私は結衣の手から自分の手を離した。代わりに、机の上の歌詞ノートを開く。鉛筆で書いた一行が、さっきよりはっきり見えた。
外れたあとに、残る息。
その下へ、もう一行を書き足す。
ひとりでなくても、自分の声で。
書き終えると、私はノートを結衣のほうへ向けた。
結衣は読んだ。

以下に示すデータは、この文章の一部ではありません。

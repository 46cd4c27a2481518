use super::{Expr, Value};

/// A bound parameter with a caller-chosen name.
///
/// The name is a suggestion: if another parameter already took it, the
/// compiler appends a numeric discriminator.
#[derive(Debug, Clone, PartialEq)]
pub struct ExprParam {
    pub name: String,

    pub value: Value,
}

impl Expr {
    pub fn param(name: impl Into<String>, value: impl Into<Value>) -> Self {
        ExprParam {
            name: name.into(),
            value: value.into(),
        }
        .into()
    }
}

impl From<ExprParam> for Expr {
    fn from(value: ExprParam) -> Self {
        Self::Param(value)
    }
}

すぐには褒めなかった。大きく頷くこともしなかった。ただ、文字の上へ指を置かず、少し離れた場所から見ていた。
「これ、歌詞?」
「まだ違う」
「じゃあ、何?」
「わからない」
「そっか」
結衣は、それ以上聞かなかった。
その沈黙は、以前なら耐えられないものだった。けれど今は、言葉を急かさずに置いておける余白のように感じた。体育館の遠い歌声と、誰かの足音と、海風に揺れる青い紙片の擦れる音。その全部が、私たちの間を通り過ぎていく。
やがて結衣が、手帳を閉じた。
「ひより」
「なに」
「ごめん」
私はノートから目を上げた。
結衣は、もう一度言った。
「今度は、ひよりに許してもらうためじゃなくて。私が、ひよりの痛いところを明るさで隠そうとしたことを、忘れないために言ってる」
私はすぐには答えなかった。
答えたら、何かが決まってしまう気がした。許すとか、許さないとか。戻るとか、戻らないとか。けれど、決めなくても、ここにいることはできる。
私は結衣の手帳の端を、指先で軽く押した。
「忘れないで」
「うん」
「私も、忘れない」
「何を?」
「結衣が、怖かったこと」
結衣の目が揺れた。
「それ、覚えなくていいのに」
「覚える。結衣だけが、私を見てたみたいに言うから。私も、結衣のこと見てるって、言っておきたい」
結衣は俯いた。
笑ったのか、泣きそうになったのか、私にはわからなかった。ただ、彼女の肩が一度だけ上下した。息を吸って、ゆっくり吐いたのだと思う。
幕の向こうで、新しい歌が始まった。
最初の音は、少し震えていた。
それでも、次の音が来る。声は揺れたまま、照明の下へ伸びていく。体育館の高い天井に触れ、反響し、私たちのいる袖へ戻ってくる。
私はその声を聴きながら、ポケットの中の片方だけのイヤホンへ触れた。
蒼司の声は、まだ耳の奥に残っている。
自分の声は、まだ見つからない。
けれど、探していることを、もう一人で隠しておく必要はなかった。